Dataset entries:
------------------------
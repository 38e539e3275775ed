use crate::balancer::BalancerKind;
use crate::health::HealthCheckConfig;
use std::time::Duration;

/// Cluster configuration.
#[derive(Debug, Clone)]
pub struct ClusterConfig {
    /// Upper bound for one node's part of a call (queueing included)
    ///
    /// Default: 30s
    pub operation_timeout: Duration,
    /// Policy used for single-target dispatch
    pub balancer: BalancerKind,
    /// Seed for the random policy; `None` seeds from entropy
    pub seed: Option<u64>,
    /// Bound on in-flight per-node work across all open transactions
    ///
    /// Default: unbounded
    pub transactional_max_concurrency: Option<usize>,
    /// Background health checking; disabled when `None`
    pub health: Option<HealthCheckConfig>,
}

impl Default for ClusterConfig {
    fn default() -> Self {
        Self {
            operation_timeout: Duration::from_secs(30),
            balancer: BalancerKind::RoundRobin,
            seed: None,
            transactional_max_concurrency: None,
            health: None,
        }
    }
}

impl ClusterConfig {
    pub fn new() -> Self {
        Self::default()
    }

    pub fn with_operation_timeout(mut self, timeout: Duration) -> Self {
        self.operation_timeout = timeout;
        self
    }

    pub fn with_balancer(mut self, balancer: BalancerKind) -> Self {
        self.balancer = balancer;
        self
    }

    pub fn with_seed(mut self, seed: u64) -> Self {
        self.seed = Some(seed);
        self
    }

    pub fn with_transactional_max_concurrency(mut self, max: usize) -> Self {
        self.transactional_max_concurrency = Some(max);
        self
    }

    pub fn with_health_check(mut self, health: HealthCheckConfig) -> Self {
        self.health = Some(health);
        self
    }

    pub fn validate(&self) -> Result<(), String> {
        if self.operation_timeout.is_zero() {
            return Err("operation_timeout must be greater than zero".to_string());
        }
        if self.transactional_max_concurrency == Some(0) {
            return Err("transactional_max_concurrency must be at least 1".to_string());
        }
        if let Some(health) = &self.health {
            health.validate()?;
        }
        Ok(())
    }
}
------------------------
Give the count of lines in the entries above that hold the word "Option", with no other words.

WORKED SOLUTION:
3